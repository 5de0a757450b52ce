use std::collections::BTreeSet;

use crate::{SignalId, SignalStore};

#[derive(Debug, Clone, Copy, PartialEq, Eq)]
pub enum SaveOutcome {
    Saved,
    Removed,
}

impl SaveOutcome {
    pub fn notice(self) -> &'static str {
        match self {
            SaveOutcome::Saved => "Signal saved to your list",
            SaveOutcome::Removed => "Signal removed from saved items",
        }
    }
}

/// Bookmarked signal ids.
#[derive(Debug, Clone, PartialEq, Eq, Default)]
pub struct SavedSet {
    ids: BTreeSet<SignalId>,
}

impl SavedSet {
    pub fn new() -> Self {
        Self::default()
    }

    /// Flips membership and reports what happened. The outcome and the new
    /// membership come from the same read, so they can never disagree.
    pub fn toggle(&mut self, id: SignalId) -> SaveOutcome {
        if self.ids.remove(&id) {
            SaveOutcome::Removed
        } else {
            self.ids.insert(id);
            SaveOutcome::Saved
        }
    }

    pub fn contains(&self, id: &SignalId) -> bool {
        self.ids.contains(id)
    }

    /// Drops ids that are not part of the latest collection. Returns how many were pruned.
    pub fn retain_known(&mut self, store: &SignalStore) -> usize {
        let before = self.ids.len();
        self.ids.retain(|id| store.contains(id));
        before - self.ids.len()
    }

    pub fn len(&self) -> usize {
        self.ids.len()
    }

    pub fn is_empty(&self) -> bool {
        self.ids.is_empty()
    }

    pub fn iter(&self) -> impl Iterator<Item = &SignalId> {
        self.ids.iter()
    }

    pub fn to_vec(&self) -> Vec<SignalId> {
        self.ids.iter().cloned().collect()
    }
}

impl FromIterator<SignalId> for SavedSet {
    fn from_iter<T: IntoIterator<Item = SignalId>>(iter: T) -> Self {
        Self {
            ids: iter.into_iter().collect(),
        }
    }
}
//! Visible-set computation for the signal list.
//!
//! The visible set is always derived from the collection, the current
//! [`FilterQuery`] and the saved ids. It is never stored.

use std::collections::BTreeSet;
use std::fmt;

use crate::{SavedSet, Signal, SignalCategory};

/// The named lens applied before search.
#[derive(Debug, Clone, PartialEq, Eq, Hash, Default)]
pub enum ViewFilter {
    #[default]
    All,
    Saved,
    Named(String),
}

impl ViewFilter {
    pub fn parse(raw: &str) -> Self {
        match raw.trim() {
            "" | "all" => ViewFilter::All,
            "saved" => ViewFilter::Saved,
            other => ViewFilter::Named(other.to_string()),
        }
    }

    pub fn as_str(&self) -> &str {
        match self {
            ViewFilter::All => "all",
            ViewFilter::Saved => "saved",
            ViewFilter::Named(name) => name,
        }
    }

    /// Selecting the active view clears back to `All`; anything else switches to it.
    pub fn toggled(&self, requested: ViewFilter) -> ViewFilter {
        if *self == requested {
            ViewFilter::All
        } else {
            requested
        }
    }
}

impl fmt::Display for ViewFilter {
    fn fmt(&self, f: &mut fmt::Formatter<'_>) -> fmt::Result {
        f.write_str(self.as_str())
    }
}

#[derive(Debug, Clone, PartialEq, Eq)]
pub struct NamedView {
    pub name: String,
    pub category: SignalCategory,
}

/// Named views and the category predicate each one is bound to.
#[derive(Debug, Clone, PartialEq, Eq)]
pub struct ViewCatalog {
    views: Vec<NamedView>,
}

impl Default for ViewCatalog {
    fn default() -> Self {
        Self {
            views: vec![NamedView {
                name: "competitor_watch".to_string(),
                category: SignalCategory::Competitor,
            }],
        }
    }
}

impl ViewCatalog {
    pub fn empty() -> Self {
        Self { views: Vec::new() }
    }

    /// Adds or rebinds a view. `all` and `saved` are reserved and ignored.
    pub fn register(&mut self, name: impl Into<String>, category: SignalCategory) {
        let name = name.into();
        if !matches!(ViewFilter::parse(&name), ViewFilter::Named(_)) {
            return;
        }
        match self.views.iter_mut().find(|view| view.name == name) {
            Some(existing) => existing.category = category,
            None => self.views.push(NamedView { name, category }),
        }
    }

    pub fn category_for(&self, name: &str) -> Option<&SignalCategory> {
        self.views
            .iter()
            .find(|view| view.name == name)
            .map(|view| &view.category)
    }

    pub fn views(&self) -> &[NamedView] {
        &self.views
    }
}

/// Sidebar category toggles.
#[derive(Debug, Clone, PartialEq, Eq, Default)]
pub enum CategorySelection {
    #[default]
    All,
    Only(BTreeSet<SignalCategory>),
}

#[derive(Debug, Clone, PartialEq, Eq)]
pub enum CategoryToggle {
    All,
    Category(SignalCategory),
}

impl CategorySelection {
    pub fn toggled(&self, toggle: CategoryToggle) -> CategorySelection {
        let category = match toggle {
            CategoryToggle::All => return CategorySelection::All,
            CategoryToggle::Category(category) => category,
        };
        let mut active = match self {
            CategorySelection::All => BTreeSet::new(),
            CategorySelection::Only(set) => set.clone(),
        };
        if !active.remove(&category) {
            active.insert(category);
        }
        if active.is_empty() {
            CategorySelection::All
        } else {
            CategorySelection::Only(active)
        }
    }

    pub fn is_active(&self, category: &SignalCategory) -> bool {
        match self {
            CategorySelection::All => false,
            CategorySelection::Only(set) => set.contains(category),
        }
    }

    fn admits(&self, category: &SignalCategory) -> bool {
        match self {
            CategorySelection::All => true,
            CategorySelection::Only(set) => set.contains(category),
        }
    }
}

/// Transient filter state. Not persisted.
#[derive(Debug, Clone, PartialEq, Eq, Default)]
pub struct FilterQuery {
    pub view: ViewFilter,
    pub search: String,
    pub categories: CategorySelection,
}

impl FilterQuery {
    pub fn new(view: ViewFilter, search: impl Into<String>) -> Self {
        Self {
            view,
            search: search.into(),
            categories: CategorySelection::All,
        }
    }

    pub fn is_default(&self) -> bool {
        *self == FilterQuery::default()
    }
}

/// Returns the visible subset in collection order.
///
/// View, category and search predicates are ANDed. Unknown named views
/// fail open. The `Saved` view ignores category toggles.
pub fn visible<'a>(
    signals: &'a [Signal],
    query: &FilterQuery,
    saved: &SavedSet,
    catalog: &ViewCatalog,
) -> Vec<&'a Signal> {
    let needle = query.search.to_lowercase();
    let bound_category = match &query.view {
        ViewFilter::Named(name) => catalog.category_for(name),
        _ => None,
    };

    signals
        .iter()
        .filter(|signal| match &query.view {
            ViewFilter::Saved => saved.contains(&signal.id),
            ViewFilter::Named(_) => bound_category.map_or(true, |cat| signal.category == *cat),
            ViewFilter::All => true,
        })
        .filter(|signal| {
            query.view == ViewFilter::Saved || query.categories.admits(&signal.category)
        })
        .filter(|signal| needle.is_empty() || matches_search(signal, &needle))
        .collect()
}

/// `needle` must already be lowercased.
fn matches_search(signal: &Signal, needle: &str) -> bool {
    signal.title.to_lowercase().contains(needle)
        || signal.category.label().to_lowercase().contains(needle)
}

#[derive(Debug, Clone, PartialEq, Eq)]
pub struct CategoryCount {
    pub category: SignalCategory,
    pub count: usize,
}

/// Per-category totals in first-seen order.
pub fn category_counts(signals: &[Signal]) -> Vec<CategoryCount> {
    let mut counts: Vec<CategoryCount> = Vec::new();
    for signal in signals {
        match counts.iter_mut().find(|c| c.category == signal.category) {
            Some(entry) => entry.count += 1,
            None => counts.push(CategoryCount {
                category: signal.category.clone(),
                count: 1,
            }),
        }
    }
    counts
}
────────────────
# ACTIVITY
Everything from the line containing "pub fn toggle(&mut" through the line containing "pub fn toggled(&self, requested: ViewFilter)" in the material above should be retyped exactly, both ends included, and nothing more.

# RESULT FOR THIS EXERCISE
    pub fn toggle(&mut self, id: SignalId) -> SaveOutcome {
        if self.ids.remove(&id) {
            SaveOutcome::Removed
        } else {
            self.ids.insert(id);
            SaveOutcome::Saved
        }
    }

    pub fn contains(&self, id: &SignalId) -> bool {
        self.ids.contains(id)
    }

    /// Drops ids that are not part of the latest collection. Returns how many were pruned.
    pub fn retain_known(&mut self, store: &SignalStore) -> usize {
        let before = self.ids.len();
        self.ids.retain(|id| store.contains(id));
        before - self.ids.len()
    }

    pub fn len(&self) -> usize {
        self.ids.len()
    }

    pub fn is_empty(&self) -> bool {
        self.ids.is_empty()
    }

    pub fn iter(&self) -> impl Iterator<Item = &SignalId> {
        self.ids.iter()
    }

    pub fn to_vec(&self) -> Vec<SignalId> {
        self.ids.iter().cloned().collect()
    }
}

impl FromIterator<SignalId> for SavedSet {
    fn from_iter<T: IntoIterator<Item = SignalId>>(iter: T) -> Self {
        Self {
            ids: iter.into_iter().collect(),
        }
    }
}
//! Visible-set computation for the signal list.
//!
//! The visible set is always derived from the collection, the current
//! [`FilterQuery`] and the saved ids. It is never stored.

use std::collections::BTreeSet;
use std::fmt;

use crate::{SavedSet, Signal, SignalCategory};

/// The named lens applied before search.
#[derive(Debug, Clone, PartialEq, Eq, Hash, Default)]
pub enum ViewFilter {
    #[default]
    All,
    Saved,
    Named(String),
}

impl ViewFilter {
    pub fn parse(raw: &str) -> Self {
        match raw.trim() {
            "" | "all" => ViewFilter::All,
            "saved" => ViewFilter::Saved,
            other => ViewFilter::Named(other.to_string()),
        }
    }

    pub fn as_str(&self) -> &str {
        match self {
            ViewFilter::All => "all",
            ViewFilter::Saved => "saved",
            ViewFilter::Named(name) => name,
        }
    }

    /// Selecting the active view clears back to `All`; anything else switches to it.
    pub fn toggled(&self, requested: ViewFilter) -> ViewFilter {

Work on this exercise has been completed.